### What the exercise asks
Gather all lines in the entries below that include the word "Duration".

[Saved entries]
^^^^^^^^
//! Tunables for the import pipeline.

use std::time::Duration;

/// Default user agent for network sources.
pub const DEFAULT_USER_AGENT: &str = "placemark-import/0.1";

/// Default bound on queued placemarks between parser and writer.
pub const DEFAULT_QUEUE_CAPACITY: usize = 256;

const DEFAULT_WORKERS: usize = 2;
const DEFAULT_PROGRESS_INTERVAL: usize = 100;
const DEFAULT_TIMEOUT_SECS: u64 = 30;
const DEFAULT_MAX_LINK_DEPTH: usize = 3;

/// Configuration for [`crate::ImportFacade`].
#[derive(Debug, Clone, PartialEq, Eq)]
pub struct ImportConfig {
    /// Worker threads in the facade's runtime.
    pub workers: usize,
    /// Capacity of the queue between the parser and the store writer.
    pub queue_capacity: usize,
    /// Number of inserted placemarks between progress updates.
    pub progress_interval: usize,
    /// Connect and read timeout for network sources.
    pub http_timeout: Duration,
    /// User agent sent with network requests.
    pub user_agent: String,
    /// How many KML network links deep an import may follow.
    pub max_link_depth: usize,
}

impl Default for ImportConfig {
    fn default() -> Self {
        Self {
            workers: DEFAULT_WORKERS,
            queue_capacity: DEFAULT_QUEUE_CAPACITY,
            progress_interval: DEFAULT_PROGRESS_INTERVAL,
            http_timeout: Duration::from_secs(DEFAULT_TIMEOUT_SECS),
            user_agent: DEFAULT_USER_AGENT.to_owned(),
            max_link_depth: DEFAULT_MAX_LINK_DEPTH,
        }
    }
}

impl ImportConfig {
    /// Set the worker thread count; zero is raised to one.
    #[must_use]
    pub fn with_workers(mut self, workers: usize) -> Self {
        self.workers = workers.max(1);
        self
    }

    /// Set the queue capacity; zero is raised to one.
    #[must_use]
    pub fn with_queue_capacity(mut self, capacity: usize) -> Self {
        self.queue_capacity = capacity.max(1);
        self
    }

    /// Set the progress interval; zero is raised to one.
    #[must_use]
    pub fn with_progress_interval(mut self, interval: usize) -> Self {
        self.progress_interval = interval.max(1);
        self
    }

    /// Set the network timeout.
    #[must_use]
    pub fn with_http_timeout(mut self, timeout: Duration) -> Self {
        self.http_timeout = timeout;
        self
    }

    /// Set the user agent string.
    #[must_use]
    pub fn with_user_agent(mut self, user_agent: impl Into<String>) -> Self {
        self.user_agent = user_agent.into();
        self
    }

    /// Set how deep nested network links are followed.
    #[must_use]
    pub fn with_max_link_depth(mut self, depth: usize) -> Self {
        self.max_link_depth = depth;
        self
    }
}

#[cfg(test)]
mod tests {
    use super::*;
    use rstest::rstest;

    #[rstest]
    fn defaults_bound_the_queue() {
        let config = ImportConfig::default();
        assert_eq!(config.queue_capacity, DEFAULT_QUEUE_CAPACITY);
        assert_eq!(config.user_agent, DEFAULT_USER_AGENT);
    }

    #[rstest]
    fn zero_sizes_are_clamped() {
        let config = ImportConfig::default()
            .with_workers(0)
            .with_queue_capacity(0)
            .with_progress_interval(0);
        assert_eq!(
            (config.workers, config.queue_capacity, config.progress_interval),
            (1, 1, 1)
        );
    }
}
^^^^^^^^
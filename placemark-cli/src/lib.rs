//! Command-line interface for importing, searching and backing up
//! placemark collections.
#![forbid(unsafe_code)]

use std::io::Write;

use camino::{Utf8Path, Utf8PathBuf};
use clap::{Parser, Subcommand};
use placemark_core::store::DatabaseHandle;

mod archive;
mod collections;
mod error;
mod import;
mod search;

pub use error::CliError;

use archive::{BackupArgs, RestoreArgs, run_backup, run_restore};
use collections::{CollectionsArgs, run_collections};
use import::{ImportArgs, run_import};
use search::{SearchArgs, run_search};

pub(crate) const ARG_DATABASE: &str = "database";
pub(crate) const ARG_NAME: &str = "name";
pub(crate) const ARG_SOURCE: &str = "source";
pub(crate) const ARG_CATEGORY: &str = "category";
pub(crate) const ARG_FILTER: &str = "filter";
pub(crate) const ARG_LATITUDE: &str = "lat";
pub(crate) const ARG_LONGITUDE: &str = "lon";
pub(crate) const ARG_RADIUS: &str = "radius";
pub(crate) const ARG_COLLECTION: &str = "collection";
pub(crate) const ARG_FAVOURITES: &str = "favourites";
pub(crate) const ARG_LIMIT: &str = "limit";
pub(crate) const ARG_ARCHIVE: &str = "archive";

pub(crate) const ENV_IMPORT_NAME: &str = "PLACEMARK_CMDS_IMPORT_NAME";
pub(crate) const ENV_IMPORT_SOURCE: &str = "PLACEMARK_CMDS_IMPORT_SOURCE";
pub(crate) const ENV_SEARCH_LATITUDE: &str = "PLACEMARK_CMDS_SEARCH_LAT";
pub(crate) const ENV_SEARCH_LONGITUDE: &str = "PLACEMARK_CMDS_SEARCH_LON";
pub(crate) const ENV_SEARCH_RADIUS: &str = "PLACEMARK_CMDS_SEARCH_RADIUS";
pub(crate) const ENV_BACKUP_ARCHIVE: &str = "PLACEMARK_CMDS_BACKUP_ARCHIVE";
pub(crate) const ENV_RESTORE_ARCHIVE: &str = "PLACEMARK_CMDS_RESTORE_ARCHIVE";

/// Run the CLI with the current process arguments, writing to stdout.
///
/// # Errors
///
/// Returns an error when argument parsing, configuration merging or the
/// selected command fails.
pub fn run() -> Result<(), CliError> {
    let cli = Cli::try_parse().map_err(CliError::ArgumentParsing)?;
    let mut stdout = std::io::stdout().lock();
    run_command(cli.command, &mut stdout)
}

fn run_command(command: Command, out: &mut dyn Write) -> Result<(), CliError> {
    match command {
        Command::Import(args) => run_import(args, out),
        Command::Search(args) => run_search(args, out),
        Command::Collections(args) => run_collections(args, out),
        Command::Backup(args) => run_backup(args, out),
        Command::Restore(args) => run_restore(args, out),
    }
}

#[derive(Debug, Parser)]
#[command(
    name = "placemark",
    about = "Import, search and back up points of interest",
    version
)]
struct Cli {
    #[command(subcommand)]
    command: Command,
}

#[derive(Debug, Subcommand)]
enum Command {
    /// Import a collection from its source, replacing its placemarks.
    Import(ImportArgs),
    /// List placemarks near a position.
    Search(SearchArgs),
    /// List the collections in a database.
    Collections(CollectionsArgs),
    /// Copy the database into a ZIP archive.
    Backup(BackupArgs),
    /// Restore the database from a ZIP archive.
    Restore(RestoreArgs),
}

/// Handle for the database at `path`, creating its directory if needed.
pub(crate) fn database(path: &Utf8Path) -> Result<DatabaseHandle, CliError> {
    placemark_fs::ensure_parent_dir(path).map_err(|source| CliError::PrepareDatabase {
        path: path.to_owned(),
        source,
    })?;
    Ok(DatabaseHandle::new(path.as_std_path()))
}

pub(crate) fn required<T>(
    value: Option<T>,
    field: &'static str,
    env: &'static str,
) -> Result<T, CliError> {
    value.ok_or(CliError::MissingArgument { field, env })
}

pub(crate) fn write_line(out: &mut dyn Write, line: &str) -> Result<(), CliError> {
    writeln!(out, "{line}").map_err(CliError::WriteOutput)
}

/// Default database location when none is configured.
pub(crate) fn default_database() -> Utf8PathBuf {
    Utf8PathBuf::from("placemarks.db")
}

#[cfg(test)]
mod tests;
^^^^^^^^
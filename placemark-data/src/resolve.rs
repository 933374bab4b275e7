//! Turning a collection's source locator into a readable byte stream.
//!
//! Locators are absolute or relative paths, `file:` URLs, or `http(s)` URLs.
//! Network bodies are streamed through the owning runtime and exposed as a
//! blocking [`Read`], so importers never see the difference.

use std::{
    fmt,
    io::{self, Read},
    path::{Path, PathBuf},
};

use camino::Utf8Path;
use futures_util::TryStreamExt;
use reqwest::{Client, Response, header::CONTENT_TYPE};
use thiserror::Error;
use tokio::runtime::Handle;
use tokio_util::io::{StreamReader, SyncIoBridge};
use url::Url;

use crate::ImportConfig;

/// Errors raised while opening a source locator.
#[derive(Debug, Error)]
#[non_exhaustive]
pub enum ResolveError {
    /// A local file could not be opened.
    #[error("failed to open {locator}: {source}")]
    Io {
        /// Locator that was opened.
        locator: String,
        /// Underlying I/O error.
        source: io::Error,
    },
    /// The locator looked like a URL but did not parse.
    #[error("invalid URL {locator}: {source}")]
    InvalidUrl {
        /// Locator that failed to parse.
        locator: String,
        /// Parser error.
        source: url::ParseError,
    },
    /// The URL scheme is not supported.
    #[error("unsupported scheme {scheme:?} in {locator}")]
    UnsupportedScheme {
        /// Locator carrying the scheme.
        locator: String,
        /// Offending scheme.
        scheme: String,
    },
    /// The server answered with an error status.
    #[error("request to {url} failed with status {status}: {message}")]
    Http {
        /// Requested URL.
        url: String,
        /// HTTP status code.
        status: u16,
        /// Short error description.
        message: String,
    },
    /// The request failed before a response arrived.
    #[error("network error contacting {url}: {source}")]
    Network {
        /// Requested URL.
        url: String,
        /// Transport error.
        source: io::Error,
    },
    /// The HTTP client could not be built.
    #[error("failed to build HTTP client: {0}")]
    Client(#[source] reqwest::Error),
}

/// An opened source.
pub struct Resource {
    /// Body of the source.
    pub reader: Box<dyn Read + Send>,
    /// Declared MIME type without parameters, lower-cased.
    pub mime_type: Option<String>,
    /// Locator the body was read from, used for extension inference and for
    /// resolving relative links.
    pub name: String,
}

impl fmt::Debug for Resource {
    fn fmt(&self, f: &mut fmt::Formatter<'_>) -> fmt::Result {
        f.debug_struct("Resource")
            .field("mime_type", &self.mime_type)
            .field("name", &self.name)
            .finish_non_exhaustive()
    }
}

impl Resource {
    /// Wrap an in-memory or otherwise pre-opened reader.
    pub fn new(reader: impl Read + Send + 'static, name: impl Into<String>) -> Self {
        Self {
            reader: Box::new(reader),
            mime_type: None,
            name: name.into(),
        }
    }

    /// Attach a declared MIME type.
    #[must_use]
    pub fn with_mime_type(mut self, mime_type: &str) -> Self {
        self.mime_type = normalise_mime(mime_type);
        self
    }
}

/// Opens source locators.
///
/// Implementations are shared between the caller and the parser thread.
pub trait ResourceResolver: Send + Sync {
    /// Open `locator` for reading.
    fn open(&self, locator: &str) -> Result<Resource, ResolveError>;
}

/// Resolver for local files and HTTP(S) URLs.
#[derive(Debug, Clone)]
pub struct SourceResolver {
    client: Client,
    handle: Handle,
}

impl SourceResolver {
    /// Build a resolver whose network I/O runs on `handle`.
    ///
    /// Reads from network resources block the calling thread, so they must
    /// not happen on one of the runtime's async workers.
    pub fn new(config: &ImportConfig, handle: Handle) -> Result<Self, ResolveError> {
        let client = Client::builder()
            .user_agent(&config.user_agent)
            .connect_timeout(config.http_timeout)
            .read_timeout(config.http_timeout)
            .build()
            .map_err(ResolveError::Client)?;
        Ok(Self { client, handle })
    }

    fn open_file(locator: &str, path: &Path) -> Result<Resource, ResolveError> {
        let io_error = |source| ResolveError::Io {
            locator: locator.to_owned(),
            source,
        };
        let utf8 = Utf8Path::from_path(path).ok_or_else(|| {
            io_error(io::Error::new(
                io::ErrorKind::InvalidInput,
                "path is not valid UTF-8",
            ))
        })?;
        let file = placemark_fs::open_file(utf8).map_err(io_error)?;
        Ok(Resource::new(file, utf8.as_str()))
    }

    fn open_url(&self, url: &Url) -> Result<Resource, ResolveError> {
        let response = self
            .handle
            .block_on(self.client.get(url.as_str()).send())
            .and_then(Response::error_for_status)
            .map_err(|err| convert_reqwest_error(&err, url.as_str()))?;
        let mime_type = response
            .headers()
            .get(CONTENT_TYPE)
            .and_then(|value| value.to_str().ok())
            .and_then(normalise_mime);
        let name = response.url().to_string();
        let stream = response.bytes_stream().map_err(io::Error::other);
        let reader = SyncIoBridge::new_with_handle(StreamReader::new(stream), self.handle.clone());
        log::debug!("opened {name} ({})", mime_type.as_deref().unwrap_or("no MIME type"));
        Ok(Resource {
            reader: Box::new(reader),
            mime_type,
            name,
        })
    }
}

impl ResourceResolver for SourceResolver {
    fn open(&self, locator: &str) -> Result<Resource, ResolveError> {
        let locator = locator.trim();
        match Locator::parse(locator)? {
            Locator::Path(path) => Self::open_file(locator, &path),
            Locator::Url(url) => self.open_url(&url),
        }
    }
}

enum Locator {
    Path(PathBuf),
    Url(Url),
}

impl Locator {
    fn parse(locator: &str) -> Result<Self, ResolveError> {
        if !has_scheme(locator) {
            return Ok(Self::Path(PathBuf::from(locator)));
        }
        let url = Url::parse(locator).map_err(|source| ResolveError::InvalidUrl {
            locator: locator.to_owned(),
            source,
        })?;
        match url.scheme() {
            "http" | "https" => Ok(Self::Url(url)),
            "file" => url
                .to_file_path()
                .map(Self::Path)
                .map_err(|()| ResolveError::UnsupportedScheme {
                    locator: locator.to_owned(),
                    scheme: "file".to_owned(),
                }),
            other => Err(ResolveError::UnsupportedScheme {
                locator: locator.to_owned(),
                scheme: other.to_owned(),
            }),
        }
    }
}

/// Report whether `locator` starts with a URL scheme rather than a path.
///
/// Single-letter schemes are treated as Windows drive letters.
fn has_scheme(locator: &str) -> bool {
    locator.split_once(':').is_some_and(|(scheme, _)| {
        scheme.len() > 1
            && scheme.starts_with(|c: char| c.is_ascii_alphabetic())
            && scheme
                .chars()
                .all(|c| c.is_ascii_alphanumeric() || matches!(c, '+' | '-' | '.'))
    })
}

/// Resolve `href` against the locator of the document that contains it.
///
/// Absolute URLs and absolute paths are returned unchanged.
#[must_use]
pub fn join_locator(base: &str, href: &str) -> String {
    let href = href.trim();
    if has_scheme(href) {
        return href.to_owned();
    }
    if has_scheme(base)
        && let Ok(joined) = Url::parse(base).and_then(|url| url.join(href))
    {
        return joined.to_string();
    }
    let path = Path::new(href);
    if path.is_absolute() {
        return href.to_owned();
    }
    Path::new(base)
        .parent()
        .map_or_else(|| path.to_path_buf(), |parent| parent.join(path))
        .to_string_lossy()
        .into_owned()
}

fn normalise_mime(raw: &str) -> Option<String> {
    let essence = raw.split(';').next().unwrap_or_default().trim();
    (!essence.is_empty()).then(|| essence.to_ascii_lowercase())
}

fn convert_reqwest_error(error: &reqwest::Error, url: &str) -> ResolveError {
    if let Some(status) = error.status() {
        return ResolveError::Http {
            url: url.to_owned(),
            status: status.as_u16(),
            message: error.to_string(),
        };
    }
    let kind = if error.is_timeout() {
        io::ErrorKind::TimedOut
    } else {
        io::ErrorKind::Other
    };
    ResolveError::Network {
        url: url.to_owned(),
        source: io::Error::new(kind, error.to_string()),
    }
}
^^^^^^^^
### Solution
use std::time::Duration;
    pub http_timeout: Duration,
            http_timeout: Duration::from_secs(DEFAULT_TIMEOUT_SECS),
    pub fn with_http_timeout(mut self, timeout: Duration) -> Self {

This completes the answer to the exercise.